I recently attended a conference at which Christian “senior leaders” discussed what would be their legacy to a younger generation. White-haired gentlemen greeted each other with backslaps; they had known one another for a long time, or at least had read each other’s books.
Many of these men still led sizable institutions. Yet they did not act like a small club trying to hold on to dwindling power. They spoke keenly of the demands of our times, and seemed anxious that a younger generation be empowered to tackle them. “Whether we like to admit it or not,” several said, “our day is coming to a close.”
Such magnanimity often characterizes the elderly. In my own church, seniors are among the fiercest in insisting that we have an outstanding youth program. As they put it, “The young are the future of the church.”
While admiring this generosity, I believe it has become dangerous—an old virtue out of place in these new times. For it assumes that the world belongs to the young, and that the elderly may (and should) retire into the background.

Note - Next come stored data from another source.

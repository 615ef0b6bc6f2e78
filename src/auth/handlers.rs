use actix_web::cookie::time::OffsetDateTime;
use actix_web::cookie::Cookie;
use actix_web::{web, HttpRequest, HttpResponse};
use serde::Deserialize;
use tracing::{error, info};

use crate::auth::session::LoginRequest;
use crate::db::models::Session;
use crate::error::{AppError, StoreError};
use crate::AppState;

pub const ACCESS_TOKEN_COOKIE: &str = "access_token";
pub const USER_ULID_COOKIE: &str = "user_ulid";

#[derive(Debug, Deserialize)]
pub struct SignUpRequest {
    pub user_name: String,
    pub password: String,
}

#[derive(Debug, Deserialize)]
pub struct LoginPayload {
    pub user_name: String,
    pub password: String,
}

pub async fn health() -> HttpResponse {
    HttpResponse::Ok().body("OK")
}

pub async fn sign_up(
    req: web::Json<SignUpRequest>,
    state: web::Data<AppState>,
) -> Result<HttpResponse, AppError> {
    info!("received signup request for user: {}", req.user_name);

    // Fast path: refuse a taken name before paying for a password hash.
    if state
        .registry
        .get_user_by_user_name(&req.user_name)
        .await?
        .is_some()
    {
        info!("signup rejected, user name taken: {}", req.user_name);
        return Ok(HttpResponse::NotAcceptable().body("NG"));
    }

    let user = match state.registry.new_user(&req.user_name, &req.password) {
        Ok(user) => user,
        Err(e) => {
            error!("signup validation failed for user {}: {}", req.user_name, e);
            return Err(e);
        }
    };

    match state.registry.create(user).await {
        Ok(_) => {
            info!("signup successful for user: {}", req.user_name);
            Ok(HttpResponse::Created().body("OK"))
        }
        Err(AppError::Store(StoreError::Duplicate)) => {
            // Two signups can both pass the fast path; the store's
            // uniqueness constraint picks the winner.
            info!("signup lost duplicate race for user: {}", req.user_name);
            Ok(HttpResponse::NotAcceptable().body("NG"))
        }
        Err(e) => {
            error!("signup failed for user {}: {}", req.user_name, e);
            Err(e)
        }
    }
}

pub async fn login(
    req: web::Json<LoginPayload>,
    state: web::Data<AppState>,
) -> Result<HttpResponse, AppError> {
    info!("received login request for user: {}", req.user_name);

    let payload = req.into_inner();
    let user_name = payload.user_name.clone();
    match state
        .sessions
        .login(LoginRequest::new(payload.user_name, payload.password))
        .await
    {
        Ok(session) => {
            info!("login successful for user: {}", user_name);
            let (access, identity) = session_cookies(&session)?;
            Ok(HttpResponse::Ok()
                .cookie(access)
                .cookie(identity)
                .body("OK"))
        }
        Err(e) => {
            error!("login failed for user {}: {}", user_name, e);
            Err(e)
        }
    }
}

pub async fn secret(
    req: HttpRequest,
    state: web::Data<AppState>,
) -> Result<HttpResponse, AppError> {
    let user_ulid = req
        .cookie(USER_ULID_COOKIE)
        .ok_or_else(|| AppError::Validation("missing user_ulid cookie".to_string()))?;
    let access_token = req
        .cookie(ACCESS_TOKEN_COOKIE)
        .ok_or_else(|| AppError::Validation("missing access_token cookie".to_string()))?;

    match state
        .sessions
        .check_session(user_ulid.value(), access_token.value())
        .await
    {
        Ok(session) => {
            info!("session check passed for user: {}", session.user_ulid);
            let (access, identity) = session_cookies(&session)?;
            Ok(HttpResponse::Ok()
                .cookie(access)
                .cookie(identity)
                .body("Secret OK"))
        }
        Err(e) => {
            error!("session check failed for user {}: {}", user_ulid.value(), e);
            Err(e)
        }
    }
}

/// Both session cookies, expiring together with the session itself.
fn session_cookies(session: &Session) -> Result<(Cookie<'static>, Cookie<'static>), AppError> {
    let expires = OffsetDateTime::from_unix_timestamp(session.expired.timestamp())
        .map_err(|e| AppError::Internal(format!("session expiry out of range: {e}")))?;

    let access = Cookie::build(ACCESS_TOKEN_COOKIE, session.access_token.clone())
        .path("/")
        .http_only(true)
        .expires(expires)
        .finish();
    let identity = Cookie::build(USER_ULID_COOKIE, session.user_ulid.clone())
        .path("/")
        .expires(expires)
        .finish();

    Ok((access, identity))
}
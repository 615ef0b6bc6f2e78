use std::sync::Arc;
use std::time::Duration;

use async_trait::async_trait;
use sqlx::postgres::PgPoolOptions;
use sqlx::PgPool;

use crate::db::models::{Session, User};
use crate::db::store::CredentialStore;
use crate::error::StoreError;

/// Postgres-backed credential store.
///
/// Queries are bound at runtime so the crate builds without a reachable
/// database; the schema comes from the embedded `./migrations`.
pub struct PgStore {
    pool: Arc<PgPool>,
}

impl PgStore {
    pub fn new(pool: Arc<PgPool>) -> Self {
        Self { pool }
    }

    pub async fn connect(
        url: &str,
        max_connections: u32,
        acquire_timeout: Duration,
    ) -> Result<Self, StoreError> {
        let pool = PgPoolOptions::new()
            .max_connections(max_connections)
            .acquire_timeout(acquire_timeout)
            .connect(url)
            .await?;

        Ok(Self { pool: Arc::new(pool) })
    }

    /// Create the `users` and `sessions` tables if absent.
    ///
    /// Idempotent; bootstrap runs this before the first request is served.
    pub async fn migrate(&self) -> Result<(), StoreError> {
        sqlx::migrate!("./migrations").run(self.pool.as_ref()).await?;
        Ok(())
    }
}

#[async_trait]
impl CredentialStore for PgStore {
    async fn get_user_by_user_name(&self, user_name: &str) -> Result<Option<User>, StoreError> {
        let user = sqlx::query_as::<_, User>(
            "SELECT ulid, user_name, password_hash FROM users WHERE user_name = $1",
        )
        .bind(user_name)
        .fetch_optional(self.pool.as_ref())
        .await?;

        Ok(user)
    }

    async fn insert_user(&self, user: &User) -> Result<User, StoreError> {
        let created = sqlx::query_as::<_, User>(
            r#"
            INSERT INTO users (ulid, user_name, password_hash)
            VALUES ($1, $2, $3)
            RETURNING ulid, user_name, password_hash
            "#,
        )
        .bind(&user.ulid)
        .bind(&user.user_name)
        .bind(&user.password_hash)
        .fetch_one(self.pool.as_ref())
        .await?;

        Ok(created)
    }

    async fn get_session(&self, user_ulid: &str) -> Result<Option<Session>, StoreError> {
        let session = sqlx::query_as::<_, Session>(
            "SELECT user_ulid, access_token, expired FROM sessions WHERE user_ulid = $1",
        )
        .bind(user_ulid)
        .fetch_optional(self.pool.as_ref())
        .await?;

        Ok(session)
    }

    async fn put_session(&self, session: &Session) -> Result<(), StoreError> {
        sqlx::query(
            r#"
            INSERT INTO sessions (user_ulid, access_token, expired)
            VALUES ($1, $2, $3)
            ON CONFLICT (user_ulid)
            DO UPDATE SET access_token = EXCLUDED.access_token, expired = EXCLUDED.expired
            "#,
        )
        .bind(&session.user_ulid)
        .bind(&session.access_token)
        .bind(session.expired)
        .execute(self.pool.as_ref())
        .await?;

        Ok(())
    }

    async fn swap_session_token(
        &self,
        user_ulid: &str,
        current_token: &str,
        next: &Session,
    ) -> Result<bool, StoreError> {
        // Single conditional row update: of N concurrent rotations with the
        // same token, the database lets exactly one through.
        let result = sqlx::query(
            r#"
            UPDATE sessions
            SET access_token = $3, expired = $4
            WHERE user_ulid = $1 AND access_token = $2
            "#,
        )
        .bind(user_ulid)
        .bind(current_token)
        .bind(&next.access_token)
        .bind(next.expired)
        .execute(self.pool.as_ref())
        .await?;

        Ok(result.rows_affected() == 1)
    }
}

Yet America increasingly belongs to the old. Those white-haired leaders, ready to retire into the pleasures of travel and golf, are far from finished. In 1933, when the new Social Security Administration set the age of retirement at 65, most 65-year-olds were within a handful of years of death. Now, 65 is quite young. The average American, retiring at 63, has between 15 and 20 years of good health ahead. If seniors opt out of the challenges of the coming century, if they retire into senior hedonism and toss away a quarter of their adult life, we will lose our wisest, most experienced leaders before their time.